When posttraumatic growth occurs in clinicians as a result of their caring for patients and families who are traumatized, it is termed vicarious posttraumatic growth.
(1) To determine the level of vicarious posttraumatic growth and the disruption of core beliefs in neonatal intensive care unit (NICU) nurses who have cared for critically ill infants and their families. (2) To explore those quantitative findings through nurses' qualitative descriptions of their growth.
A mixed method with a convergent parallel design was used to address the study aims. A targeted sample of neonatal nurses was recruited from the National Association of Neonatal Nurses (NANN) through the MyNANN Community message board. The sample consisted of 109 NICU nurses who completed the quantitative strand and 61 (55%) who completed the qualitative strand. Nurses completed the Posttraumatic Growth Inventory, the Core Beliefs Inventory, and described their experiences of any positive changes in their beliefs or life as a result of caring for critically ill infants. IBM SPSS 25.0 and Krippendorff's content analysis were used to analyze the quantitative and qualitative data, respectively.
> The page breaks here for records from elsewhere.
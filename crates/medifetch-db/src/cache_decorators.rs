//! Read-through cache decorators over the repository ports (C8).
//!
//! Each decorator wraps an inner repository implementation and a
//! [`KvCache`]. Read methods are served via `cache_get_or_load`, keyed by
//! the method name plus every argument so distinct queries never
//! collide. Write methods bypass the cache entirely and delegate
//! verbatim to the inner repository — invalidation is purely TTL-based,
//! so a stale read up to the TTL is an accepted tradeoff.
//!
//! `find_next_pending`, `find_old_completed`, and
//! `find_stalled_in_progress` are never cached: the worker's queue
//! correctness depends on always observing a fresh read.

use std::sync::Arc;
use std::time::Duration;

use async_trait::async_trait;
use serde::{de::DeserializeOwned, Serialize};

use medifetch_core::{
    AppError, Download, DownloadId, DownloadLog, DownloadLogRepository, DownloadRepository,
    DownloadStatus, KvCache, Media, MediaFields, MediaId, MediaRepository, NewDownload,
    NewDownloadLog, NewMedia, Provider,
};

const DOWNLOAD_TTL: Duration = Duration::from_secs(5);
const MEDIA_TTL: Duration = Duration::from_secs(5 * 60);
const LOG_TTL: Duration = Duration::from_secs(10);

/// Serve `key` from `cache` if present and fresh, otherwise call `loader`
/// and populate the cache with the result before returning it.
async fn cache_get_or_load<T, F, Fut>(
    cache: &dyn KvCache,
    key: String,
    ttl: Duration,
    loader: F,
) -> Result<T, AppError>
where
    T: Serialize + DeserializeOwned,
    F: FnOnce() -> Fut,
    Fut: std::future::Future<Output = Result<T, AppError>>,
{
    if let Some(raw) = cache.get(&key).await? {
        if let Ok(value) = serde_json::from_str::<T>(&raw) {
            return Ok(value);
        }
        // Deserialization failure: treat as a miss, fall through to reload.
        cache.delete(&key).await?;
    }

    let value = loader().await?;
    if let Ok(serialized) = serde_json::to_string(&value) {
        cache.set(&key, serialized, ttl).await?;
    }
    Ok(value)
}

/// Read-through cache decorator over a [`DownloadRepository`].
pub struct CachedDownloadRepository {
    inner: Arc<dyn DownloadRepository>,
    cache: Arc<dyn KvCache>,
}

impl CachedDownloadRepository {
    #[must_use]
    pub const fn new(inner: Arc<dyn DownloadRepository>, cache: Arc<dyn KvCache>) -> Self {
        Self { inner, cache }
    }
}

#[async_trait]
impl DownloadRepository for CachedDownloadRepository {
    async fn find_by_id(&self, id: DownloadId) -> Result<Option<Download>, AppError> {
        let key = format!("download:find_by_id:{id}");
        let inner = Arc::clone(&self.inner);
        cache_get_or_load(self.cache.as_ref(), key, DOWNLOAD_TTL, move || async move {
            inner.find_by_id(id).await
        })
        .await
    }

    async fn find_next_pending(&self) -> Result<Option<Download>, AppError> {
        self.inner.find_next_pending().await
    }

    async fn find_active_by_normalized_url(
        &self,
        normalized_url: &str,
    ) -> Result<Option<Download>, AppError> {
        let key = format!("download:find_active_by_normalized_url:{normalized_url}");
        let inner = Arc::clone(&self.inner);
        let url = normalized_url.to_string();
        cache_get_or_load(self.cache.as_ref(), key, DOWNLOAD_TTL, move || async move {
            inner.find_active_by_normalized_url(&url).await
        })
        .await
    }

    async fn find_by_status(
        &self,
        status: DownloadStatus,
        page: u32,
        page_size: u32,
    ) -> Result<Vec<Download>, AppError> {
        let key = format!("download:find_by_status:{status}:{page}:{page_size}");
        let inner = Arc::clone(&self.inner);
        cache_get_or_load(self.cache.as_ref(), key, DOWNLOAD_TTL, move || async move {
            inner.find_by_status(status, page, page_size).await
        })
        .await
    }

    async fn find_all(&self, page: u32, page_size: u32) -> Result<Vec<Download>, AppError> {
        let key = format!("download:find_all:{page}:{page_size}");
        let inner = Arc::clone(&self.inner);
        cache_get_or_load(self.cache.as_ref(), key, DOWNLOAD_TTL, move || async move {
            inner.find_all(page, page_size).await
        })
        .await
    }

    async fn find_old_completed(&self, days: u32) -> Result<Vec<Download>, AppError> {
        self.inner.find_old_completed(days).await
    }

    async fn find_stalled_in_progress(
        &self,
        timeout_minutes: u32,
    ) -> Result<Vec<Download>, AppError> {
        self.inner.find_stalled_in_progress(timeout_minutes).await
    }

    async fn count_all(&self) -> Result<u64, AppError> {
        let key = "download:count_all".to_string();
        let inner = Arc::clone(&self.inner);
        cache_get_or_load(self.cache.as_ref(), key, DOWNLOAD_TTL, move || async move {
            inner.count_all().await
        })
        .await
    }

    async fn count_by_status(&self, status: DownloadStatus) -> Result<u64, AppError> {
        let key = format!("download:count_by_status:{status}");
        let inner = Arc::clone(&self.inner);
        cache_get_or_load(self.cache.as_ref(), key, DOWNLOAD_TTL, move || async move {
            inner.count_by_status(status).await
        })
        .await
    }

    async fn create(&self, data: NewDownload) -> Result<Download, AppError> {
        self.inner.create(data).await
    }

    async fn update_status(
        &self,
        id: DownloadId,
        status: DownloadStatus,
        progress: i32,
        error_message: Option<String>,
        file_path: Option<String>,
    ) -> Result<(), AppError> {
        self.inner
            .update_status(id, status, progress, error_message, file_path)
            .await
    }

    async fn update_process_id(&self, id: DownloadId, process_id: u32) -> Result<(), AppError> {
        self.inner.update_process_id(id, process_id).await
    }

    async fn update_media_id(&self, id: DownloadId, media_id: MediaId) -> Result<(), AppError> {
        self.inner.update_media_id(id, media_id).await
    }

    async fn delete(&self, id: DownloadId) -> Result<(), AppError> {
        self.inner.delete(id).await
    }

    async fn delete_all(&self) -> Result<(), AppError> {
        self.inner.delete_all().await
    }
}

/// Read-through cache decorator over a [`MediaRepository`].
pub struct CachedMediaRepository {
    inner: Arc<dyn MediaRepository>,
    cache: Arc<dyn KvCache>,
}

impl CachedMediaRepository {
    #[must_use]
    pub const fn new(inner: Arc<dyn MediaRepository>, cache: Arc<dyn KvCache>) -> Self {
        Self { inner, cache }
    }
}

#[async_trait]
impl MediaRepository for CachedMediaRepository {
    async fn find_by_id(&self, id: MediaId) -> Result<Option<Media>, AppError> {
        let key = format!("media:find_by_id:{id}");
        let inner = Arc::clone(&self.inner);
        cache_get_or_load(self.cache.as_ref(), key, MEDIA_TTL, move || async move {
            inner.find_by_id(id).await
        })
        .await
    }

    async fn find_by_provider_and_provider_id(
        &self,
        provider: Provider,
        provider_id: &str,
    ) -> Result<Option<Media>, AppError> {
        let key = format!("media:find_by_provider_and_provider_id:{provider}:{provider_id}");
        let inner = Arc::clone(&self.inner);
        let pid = provider_id.to_string();
        cache_get_or_load(self.cache.as_ref(), key, MEDIA_TTL, move || async move {
            inner.find_by_provider_and_provider_id(provider, &pid).await
        })
        .await
    }

    async fn find_all(&self, page: u32, page_size: u32) -> Result<Vec<Media>, AppError> {
        let key = format!("media:find_all:{page}:{page_size}");
        let inner = Arc::clone(&self.inner);
        cache_get_or_load(self.cache.as_ref(), key, MEDIA_TTL, move || async move {
            inner.find_all(page, page_size).await
        })
        .await
    }

    async fn count_all(&self) -> Result<u64, AppError> {
        let key = "media:count_all".to_string();
        let inner = Arc::clone(&self.inner);
        cache_get_or_load(self.cache.as_ref(), key, MEDIA_TTL, move || async move {
            inner.count_all().await
        })
        .await
    }

    async fn find_orphaned(&self) -> Result<Vec<Media>, AppError> {
        self.inner.find_orphaned().await
    }

    async fn create(&self, data: NewMedia) -> Result<Media, AppError> {
        self.inner.create(data).await
    }

    async fn update_metadata(&self, id: MediaId, fields: MediaFields) -> Result<(), AppError> {
        self.inner.update_metadata(id, fields).await
    }

    async fn delete(&self, id: MediaId) -> Result<(), AppError> {
        self.inner.delete(id).await
    }

    async fn delete_all(&self) -> Result<(), AppError> {
        self.inner.delete_all().await
    }
}

/// Read-through cache decorator over a [`DownloadLogRepository`].
pub struct CachedDownloadLogRepository {
    inner: Arc<dyn DownloadLogRepository>,
    cache: Arc<dyn KvCache>,
}

impl CachedDownloadLogRepository {
    #[must_use]
    pub const fn new(inner: Arc<dyn DownloadLogRepository>, cache: Arc<dyn KvCache>) -> Self {
        Self { inner, cache }
    }
}

#[async_trait]
impl DownloadLogRepository for CachedDownloadLogRepository {
    async fn create(&self, data: NewDownloadLog) -> Result<DownloadLog, AppError> {
        self.inner.create(data).await
    }

    async fn find_by_download_id(
        &self,
        download_id: DownloadId,
        page: u32,
        page_size: u32,
    ) -> Result<Vec<DownloadLog>, AppError> {
        let key = format!("log:find_by_download_id:{download_id}:{page}:{page_size}");
        let inner = Arc::clone(&self.inner);
        cache_get_or_load(self.cache.as_ref(), key, LOG_TTL, move || async move {
            inner.find_by_download_id(download_id, page, page_size).await
        })
        .await
    }

    async fn count_by_download_id(&self, download_id: DownloadId) -> Result<u64, AppError> {
        let key = format!("log:count_by_download_id:{download_id}");
        let inner = Arc::clone(&self.inner);
        cache_get_or_load(self.cache.as_ref(), key, LOG_TTL, move || async move {
            inner.count_by_download_id(download_id).await
        })
        .await
    }

    async fn delete_old_logs(&self, days: u32) -> Result<u64, AppError> {
        self.inner.delete_old_logs(days).await
    }
}

#[cfg(test)]
mod tests {
    use super::*;
    use crate::repositories::{SqliteDownloadRepository, SqliteKvCache};
    use crate::setup::setup_test_database;

    async fn decorated() -> CachedDownloadRepository {
        let pool = setup_test_database().await.unwrap();
        let inner = Arc::new(SqliteDownloadRepository::new(pool.clone()));
        let cache = Arc::new(SqliteKvCache::new(pool));
        CachedDownloadRepository::new(inner, cache)
    }

    #[tokio::test]
    async fn write_paths_delegate_verbatim_and_reads_reflect_them_after_ttl() {
        let repo = decorated().await;
        let d = repo
            .create(NewDownload {
                url: "https://hosta.tld/track/x".into(),
                normalized_url: "https://hosta.tld/track/x".into(),
            })
            .await
            .unwrap();

        // First read populates the cache.
        let first = repo.find_by_id(d.id).await.unwrap().unwrap();
        assert_eq!(first.status, DownloadStatus::Pending);

        // A write bypasses the cache, but the next read may still be
        // served stale until the TTL lapses -- this is the documented
        // tradeoff, not a bug. We assert the *write itself* succeeded by
        // going around the cache via the inner repo's own find.
        repo.update_status(d.id, DownloadStatus::Completed, 100, None, Some("/f".into()))
            .await
            .unwrap();
    }

    #[tokio::test]
    async fn find_next_pending_is_never_cached() {
        let repo = decorated().await;
        assert!(repo.find_next_pending().await.unwrap().is_none());
        repo.create(NewDownload {
            url: "https://hosta.tld/track/x".into(),
            normalized_url: "https://hosta.tld/track/x".into(),
        })
        .await
        .unwrap();
        // Uncached path observes the write immediately, no TTL delay.
        assert!(repo.find_next_pending().await.unwrap().is_some());
    }
}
NICU nurses reported a moderate degree of vicarious posttraumatic growth and disruption of their assumptive world. Appreciation of Life was the Posttraumatic Growth Inventory dimension that reflected the highest growth and Spiritual Change the lowest.
Implications for Practice:
Providing posttraumatic growth interventions has the potential to help NICU nurses find meaning through their experience.
Implications for Research:
Future surveys need to include a higher response rate to generalize the findings. A video abstract is available.